Structural analysis of antiviral agents that interact with the capsid of human rhinoviruses.Badger, J., Minor, I., Oliveira, M.A., Smith, T.J., Rossmann, M.G.
(1989) Proteins 6: 1-19
- PubMed: 2558377
- DOI: https://doi.org/10.1002/prot.340060102
- Primary Citation of Related Structures:
1R08, 2R04, 2R06, 2R07, 2RM2, 2RR1, 2RS1, 2RS3, 2RS5
- PubMed Abstract:
X-Ray diffraction data have been obtained for nine related antiviral agents ("WIN compounds") while bound to human rhinovirus 14 (HRV14). These compounds can inhibit both viral attachment to host cells and uncoating. To calculate interpretable electron density maps it was necessary to account for (1) the low (approximately 60%) occupancies of these compounds in the crystal, (2) the large (up to 7.9 A) conformational changes induced at the attachment site, and (3) the incomplete diffraction data. Application of a density difference map technique, which exploits the 20-fold noncrystallographic redundancy in HRV14, resulted in clear images of the HRV14:WIN complexes. A real-space refinement procedure was used to fit atomic models to these maps.
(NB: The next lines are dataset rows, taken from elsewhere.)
// src/db/reservation_repo.rs

use chrono::NaiveDate;
use sqlx::PgPool;
use uuid::Uuid;

use crate::{
    common::error::AppError,
    models::reservations::{Cart, CartPayload, Reservation, ResourceKind},
};

const RESERVATION_COLUMNS: &str = "id, resource, reservation_date, slot_index, slot_label, \
                                   cart_id, title, user_id, user_name, created_at";

#[derive(Clone)]
pub struct ReservationRepository {
    pool: PgPool,
}

pub struct NewReservation<'a> {
    pub resource: ResourceKind,
    pub date: NaiveDate,
    pub slot_index: i16,
    pub slot_label: &'a str,
    pub cart_id: Option<Uuid>,
    pub title: &'a str,
    pub user_id: &'a str,
    pub user_name: &'a str,
}

impl ReservationRepository {
    pub fn new(pool: PgPool) -> Self {
        Self { pool }
    }

    // ---
    // Reservas
    // ---

    pub async fn list_for_day(
        &self,
        resource: ResourceKind,
        date: NaiveDate,
        cart_id: Option<Uuid>,
    ) -> Result<Vec<Reservation>, AppError> {
        let reservations = sqlx::query_as::<_, Reservation>(&format!(
            r#"
            SELECT {}
            FROM reservations
            WHERE resource = $1 AND reservation_date = $2
              AND ($3::uuid IS NULL OR cart_id = $3)
            ORDER BY slot_index, created_at
            "#,
            RESERVATION_COLUMNS
        ))
        .bind(resource)
        .bind(date)
        .bind(cart_id)
        .fetch_all(&self.pool)
        .await?;
        Ok(reservations)
    }

    pub async fn find(&self, id: Uuid) -> Result<Option<Reservation>, AppError> {
        let reservation = sqlx::query_as::<_, Reservation>(&format!(
            "SELECT {} FROM reservations WHERE id = $1",
            RESERVATION_COLUMNS
        ))
        .bind(id)
        .fetch_optional(&self.pool)
        .await?;
        Ok(reservation)
    }

    /// El índice único decide quién se queda la franja.
    pub async fn insert(&self, new: NewReservation<'_>) -> Result<Reservation, AppError> {
        sqlx::query_as::<_, Reservation>(&format!(
            r#"
            INSERT INTO reservations
                (resource, reservation_date, slot_index, slot_label, cart_id, title, user_id, user_name)
            VALUES ($1, $2, $3, $4, $5, $6, $7, $8)
            RETURNING {}
            "#,
            RESERVATION_COLUMNS
        ))
        .bind(new.resource)
        .bind(new.date)
        .bind(new.slot_index)
        .bind(new.slot_label)
        .bind(new.cart_id)
        .bind(new.title)
        .bind(new.user_id)
        .bind(new.user_name)
        .fetch_one(&self.pool)
        .await
        .map_err(|e| {
            if let sqlx::Error::Database(db_err) = &e {
                if db_err.is_unique_violation()
                    && db_err.constraint() == Some("uq_reservations_slot")
                {
                    return AppError::SlotTaken;
                }
            }
            e.into()
        })
    }

    pub async fn delete(&self, id: Uuid) -> Result<bool, AppError> {
        let result = sqlx::query("DELETE FROM reservations WHERE id = $1")
            .bind(id)
            .execute(&self.pool)
            .await?;
        Ok(result.rows_affected() == 1)
    }

    // ---
    // Carros de portátiles
    // ---

    pub async fn list_carts(&self, only_active: bool) -> Result<Vec<Cart>, AppError> {
        let carts = sqlx::query_as::<_, Cart>(
            r#"
            SELECT id, name, location, description, active
            FROM carts
            WHERE active OR NOT $1
            ORDER BY name
            "#,
        )
        .bind(only_active)
        .fetch_all(&self.pool)
        .await?;
        Ok(carts)
    }

    pub async fn find_cart(&self, id: Uuid) -> Result<Option<Cart>, AppError> {
        let cart = sqlx::query_as::<_, Cart>(
            "SELECT id, name, location, description, active FROM carts WHERE id = $1",
        )
        .bind(id)
        .fetch_optional(&self.pool)
        .await?;
        Ok(cart)
    }

    pub async fn insert_cart(&self, payload: &CartPayload) -> Result<Cart, AppError> {
        let cart = sqlx::query_as::<_, Cart>(
            r#"
            INSERT INTO carts (name, location, description, active)
            VALUES ($1, $2, $3, $4)
            RETURNING id, name, location, description, active
            "#,
        )
        .bind(payload.name.trim())
        .bind(payload.location.trim())
        .bind(payload.description.as_deref())
        .bind(payload.active)
        .fetch_one(&self.pool)
        .await?;
        Ok(cart)
    }

    pub async fn update_cart(&self, id: Uuid, payload: &CartPayload) -> Result<Option<Cart>, AppError> {
        let cart = sqlx::query_as::<_, Cart>(
            r#"
            UPDATE carts
            SET name = $2, location = $3, description = $4, active = $5
            WHERE id = $1
            RETURNING id, name, location, description, active
            "#,
        )
        .bind(id)
        .bind(payload.name.trim())
        .bind(payload.location.trim())
        .bind(payload.description.as_deref())
        .bind(payload.active)
        .fetch_optional(&self.pool)
        .await?;
        Ok(cart)
    }

    // Las reservas del carro caen con él (ON DELETE CASCADE)
    pub async fn delete_cart(&self, id: Uuid) -> Result<bool, AppError> {
        let result = sqlx::query("DELETE FROM carts WHERE id = $1")
            .bind(id)
            .execute(&self.pool)
            .await?;
        Ok(result.rows_affected() == 1)
    }
}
The binding site of WIN compounds in HRV14 is a hydrophobic pocket composed mainly from residues that form the beta-barrel of VP1. Among rhinoviruses, the residues associated with the binding pocket are far more conserved than external residues and are mostly contained within regular secondary structural elements. Molecular dynamics simulations of three HRV14:WIN complexes suggest that portions of the WIN compounds and viral protein near the entrance of the binding pocket are more flexible than portions deeper within the beta-barrel.
Department of Biological Sciences, Purdue University, West Lafayette, Indiana 47907.